The low amount of Forex available in the market is enough to shut down many businesses as we are already seeing. When a country is having such a huge Forex shortage, the price would be paid somewhere along the line. Eventually, businesses shut down, impacting employment. Forex supply is extremely important.

Actually, you can only develop local industries if you have enough Forex to bring in technology and equipment and then generate the profitability to be able to run your own training schools and build technical capabilities until you have the industry.

For us specifically, the second threat is insecurity within our dairy development host communities. In 2021, we had a big issue when there was insecurity around the South West and some of our milk collection centres were vandalized as a result of clashes between the pastoralists and local people. We had to shut down some of our milk collection centres.

So, how do you deal with the paucity of Forex and threats of insecurity?

We have had to restrict our Forex needs as much as we can and also source it by any means legal. We sometimes source from commercial banks in addition to whatever the Central Bank is able to make available. Also, some of our service providers are able to source Forex and supply us products in naira. This invariably means that the cost of raw materials will go up and ultimately affect the retail prices of our products.

What type of cattle breeding that is best for Nigeria?

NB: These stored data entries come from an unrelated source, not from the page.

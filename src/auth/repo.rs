use anyhow::Context;
use async_trait::async_trait;
use sqlx::PgPool;
use uuid::Uuid;

use crate::auth::repo_types::User;

#[async_trait]
pub trait UserRepo: Send + Sync {
    async fn find_by_email(&self, email: &str) -> anyhow::Result<Option<User>>;
    async fn find_by_id(&self, id: Uuid) -> anyhow::Result<Option<User>>;
    /// Returns `None` when the email is already registered.
    async fn create(&self, email: &str, password_hash: &str) -> anyhow::Result<Option<User>>;
}

#[derive(Clone)]
pub struct PgUserRepo {
    db: PgPool,
}

impl PgUserRepo {
    pub fn new(db: PgPool) -> Self {
        Self { db }
    }
}

#[async_trait]
impl UserRepo for PgUserRepo {
    async fn find_by_email(&self, email: &str) -> anyhow::Result<Option<User>> {
        let user = sqlx::query_as::<_, User>(
            r#"
            SELECT id, email, password_hash, created_at
            FROM users
            WHERE email = $1
            "#,
        )
        .bind(email)
        .fetch_optional(&self.db)
        .await
        .context("find user by email")?;
        Ok(user)
    }

    async fn find_by_id(&self, id: Uuid) -> anyhow::Result<Option<User>> {
        let user = sqlx::query_as::<_, User>(
            r#"
            SELECT id, email, password_hash, created_at
            FROM users
            WHERE id = $1
            "#,
        )
        .bind(id)
        .fetch_optional(&self.db)
        .await
        .context("find user by id")?;
        Ok(user)
    }

    async fn create(&self, email: &str, password_hash: &str) -> anyhow::Result<Option<User>> {
        let res = sqlx::query_as::<_, User>(
            r#"
            INSERT INTO users (email, password_hash)
            VALUES ($1, $2)
            RETURNING id, email, password_hash, created_at
            "#,
        )
        .bind(email)
        .bind(password_hash)
        .fetch_one(&self.db)
        .await;

        match res {
            Ok(user) => Ok(Some(user)),
            Err(sqlx::Error::Database(e)) if e.is_unique_violation() => Ok(None),
            Err(e) => Err(e).context("insert user"),
        }
    }
}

Again, the definition of ranching in this country is a bit misunderstood. Ranching involves using huge portions of farmlands to rear many cows typically for beef. Smallholder or large-scale dairy farms are normally also large farms but you find that the cows are in a confined location. In ranches, the cows roam. In dairy production, the cows however are in large numbers similar to what you see in the Middle East, for example, the Almarai farms.

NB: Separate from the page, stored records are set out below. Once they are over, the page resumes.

use std::{sync::Arc, time::Duration};

use anyhow::Context;
use async_trait::async_trait;
use axum::{extract::FromRequestParts, http::request::Parts, response::Redirect};
use axum_extra::extract::cookie::{Cookie, CookieJar, SameSite};
use serde::{Deserialize, Serialize};
use sqlx::{types::Json, PgPool};
use time::OffsetDateTime;
use tracing::{debug, error, info, warn};
use uuid::Uuid;

use crate::{
    auth::repo_types::User, config::SessionConfig, state::AppState, token::random_hex,
};

pub const LOGIN_PATH: &str = "/users/login";

/// Serialized copy of the user kept server-side for the lifetime of a session.
#[derive(Debug, Clone, PartialEq, Eq, Serialize, Deserialize)]
pub struct SessionUser {
    pub id: Uuid,
    pub email: String,
}

impl From<&User> for SessionUser {
    fn from(u: &User) -> Self {
        Self {
            id: u.id,
            email: u.email.clone(),
        }
    }
}

#[async_trait]
pub trait SessionRepo: Send + Sync {
    async fn insert(
        &self,
        id: &str,
        user: &SessionUser,
        expires_at: OffsetDateTime,
    ) -> anyhow::Result<()>;
    /// Returns the snapshot of a live session. Expired rows are removed and reported as absent.
    async fn load(&self, id: &str) -> anyhow::Result<Option<SessionUser>>;
    async fn update_user(&self, id: &str, user: &SessionUser) -> anyhow::Result<()>;
    async fn delete(&self, id: &str) -> anyhow::Result<()>;
    async fn delete_expired(&self) -> anyhow::Result<u64>;
}

#[derive(Clone)]
pub struct PgSessionRepo {
    db: PgPool,
}

impl PgSessionRepo {
    pub fn new(db: PgPool) -> Self {
        Self { db }
    }
}

#[async_trait]
impl SessionRepo for PgSessionRepo {
    async fn insert(
        &self,
        id: &str,
        user: &SessionUser,
        expires_at: OffsetDateTime,
    ) -> anyhow::Result<()> {
        sqlx::query(
            r#"
            INSERT INTO sessions (id, data, expires_at)
            VALUES ($1, $2, $3)
            "#,
        )
        .bind(id)
        .bind(Json(user))
        .bind(expires_at)
        .execute(&self.db)
        .await
        .context("insert session")?;
        Ok(())
    }

    async fn load(&self, id: &str) -> anyhow::Result<Option<SessionUser>> {
        let row = sqlx::query_as::<_, (Json<SessionUser>, OffsetDateTime)>(
            r#"
            SELECT data, expires_at
              FROM sessions
             WHERE id = $1
            "#,
        )
        .bind(id)
        .fetch_optional(&self.db)
        .await
        .context("load session")?;

        match row {
            Some((Json(user), expires_at)) if expires_at > OffsetDateTime::now_utc() => Ok(Some(user)),
            Some(_) => {
                self.delete(id).await?;
                Ok(None)
            }
            None => Ok(None),
        }
    }

    async fn update_user(&self, id: &str, user: &SessionUser) -> anyhow::Result<()> {
        sqlx::query("UPDATE sessions SET data = $2 WHERE id = $1")
            .bind(id)
            .bind(Json(user))
            .execute(&self.db)
            .await
            .context("update session")?;
        Ok(())
    }

    async fn delete(&self, id: &str) -> anyhow::Result<()> {
        sqlx::query("DELETE FROM sessions WHERE id = $1")
            .bind(id)
            .execute(&self.db)
            .await
            .context("delete session")?;
        Ok(())
    }

    async fn delete_expired(&self) -> anyhow::Result<u64> {
        let res = sqlx::query("DELETE FROM sessions WHERE expires_at <= now()")
            .execute(&self.db)
            .await
            .context("delete expired sessions")?;
        Ok(res.rows_affected())
    }
}

/// 32 random bytes, hex encoded.
pub fn new_session_id() -> String {
    random_hex(32)
}

pub fn session_cookie(cfg: &SessionConfig, session_id: String) -> Cookie<'static> {
    Cookie::build((cfg.cookie_name.clone(), session_id))
        .path("/")
        .http_only(true)
        .secure(cfg.secure_cookie)
        .same_site(SameSite::Lax)
        .max_age(time::Duration::minutes(cfg.ttl_minutes))
        .build()
}

pub fn removal_cookie(cfg: &SessionConfig) -> Cookie<'static> {
    Cookie::build((cfg.cookie_name.clone(), "")).path("/").build()
}

/// Authenticated caller. Rejects with a redirect to the login page.
#[derive(Debug, Clone)]
pub struct CurrentUser {
    pub session_id: String,
    pub user: SessionUser,
}

#[axum::async_trait]
impl FromRequestParts<AppState> for CurrentUser {
    type Rejection = Redirect;

    async fn from_request_parts(
        parts: &mut Parts,
        state: &AppState,
    ) -> Result<Self, Self::Rejection> {
        let jar = CookieJar::from_headers(&parts.headers);
        let Some(session_id) = jar
            .get(&state.config.session.cookie_name)
            .map(|c| c.value().to_string())
        else {
            debug!("no session cookie");
            return Err(Redirect::to(LOGIN_PATH));
        };

        match state.sessions.load(&session_id).await {
            Ok(Some(user)) => Ok(CurrentUser { session_id, user }),
            Ok(None) => {
                debug!("unknown or expired session");
                Err(Redirect::to(LOGIN_PATH))
            }
            Err(e) => {
                error!(error = %e, "session lookup failed");
                Err(Redirect::to(LOGIN_PATH))
            }
        }
    }
}

/// Periodically drops expired sessions. Runs until the process exits.
pub async fn sweep_expired(sessions: Arc<dyn SessionRepo>, every: Duration) {
    let mut tick = tokio::time::interval(every);
    loop {
        tick.tick().await;
        match sessions.delete_expired().await {
            Ok(0) => {}
            Ok(n) => info!(removed = n, "expired sessions swept"),
            Err(e) => warn!(error = %e, "session sweep failed"),
        }
    }
}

In Pakistan, we have a farm that has about 7,000 cows in one location, in very long dormitory-like structures. That is a large-scale dairy farm.

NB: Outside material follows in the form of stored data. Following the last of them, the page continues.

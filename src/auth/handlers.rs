use axum::{
    extract::State,
    response::{IntoResponse, Redirect, Response},
    routing::get,
    Form, Router,
};
use axum_extra::extract::CookieJar;
use tracing::{error, info, instrument};

use crate::{
    auth::{
        dto::{LoginForm, SignupForm},
        services::{self, normalize_email, AuthError},
        session::{removal_cookie, session_cookie, LOGIN_PATH},
    },
    state::AppState,
    views::{render, LoginPage, SignupPage},
};

pub fn auth_routes() -> Router<AppState> {
    Router::new()
        .route("/users/signup", get(signup_page).post(signup))
        .route("/users/login", get(login_page).post(login))
        .route("/users/logout", get(logout))
}

pub async fn signup_page() -> Response {
    render(SignupPage::default())
}

pub async fn login_page() -> Response {
    render(LoginPage::default())
}

#[instrument(skip(state, form))]
pub async fn signup(State(state): State<AppState>, Form(form): Form<SignupForm>) -> Response {
    match services::signup(&state, &form).await {
        Ok(_) => Redirect::to(LOGIN_PATH).into_response(),
        Err(e) => {
            if let AuthError::Store(ref source) = e {
                error!(error = %source, "signup failed");
            }
            render(SignupPage {
                errors: e.messages(),
                email: normalize_email(&form.email),
            })
        }
    }
}

#[instrument(skip(state, jar, form))]
pub async fn login(
    State(state): State<AppState>,
    jar: CookieJar,
    Form(form): Form<LoginForm>,
) -> Response {
    match services::login(&state, &form).await {
        Ok((session_id, _)) => {
            let cookie = session_cookie(&state.config.session, session_id);
            (jar.add(cookie), Redirect::to("/url-home")).into_response()
        }
        Err(e) => {
            if let AuthError::Store(ref source) = e {
                error!(error = %source, "login failed");
            }
            render(LoginPage {
                errors: e.messages(),
                email: normalize_email(&form.email),
            })
        }
    }
}

#[instrument(skip(state, jar))]
pub async fn logout(State(state): State<AppState>, jar: CookieJar) -> Response {
    let cfg = &state.config.session;
    if let Some(cookie) = jar.get(&cfg.cookie_name) {
        let session_id = cookie.value().to_string();
        match services::logout(&state, &session_id).await {
            Ok(()) => info!("session closed"),
            Err(e) => error!(error = %e, "logout failed"),
        }
    }
    (jar.remove(removal_cookie(cfg)), Redirect::to(LOGIN_PATH)).into_response()
}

To answer your question, we believe that it will be a combination of all of them but the most effective in changing the country’s dairy development will be settled smallholder dairy farms. We have some such farms that we have worked with for many years.

What kind of fiscal policy would you recommend?

The ease of doing business in Nigeria can be better. There are lots of difficulties and it is not improving, to be brutally honest. I already talked about the challenges we face in sourcing Forex. Forex is not about exporting jobs and importing products. It is about building capability locally so that you are able to produce and create local jobs and also create wealth to be able to produce.

In addition, every now and then, we have new policies, taxes and duties that we have to deal with. For example, our basic packaging materials are food grade. If you classify them otherwise and charge high excise duties on them, it increases the cost of food packaging. A good example is the lacquered Tinplate that we use for Peak Milk; if it is classified the same as Tinplate used for other purposes, the cost of nutrition would go up. These are the kinds of taxes that we face in the country. So I will say the entire fiscal policy needs to be reviewed to ensure anything that truly affects food and nutrition is given the right tax break.

The efficiency of tax administration is another issue. I think the interpretation of the taxes as it is laid down is sometimes subjective. So you can have two people interpreting the same thing differently, assigning different Customs HS codes to the same item. This sometimes ends up stalling business purely as a result of poor coordination.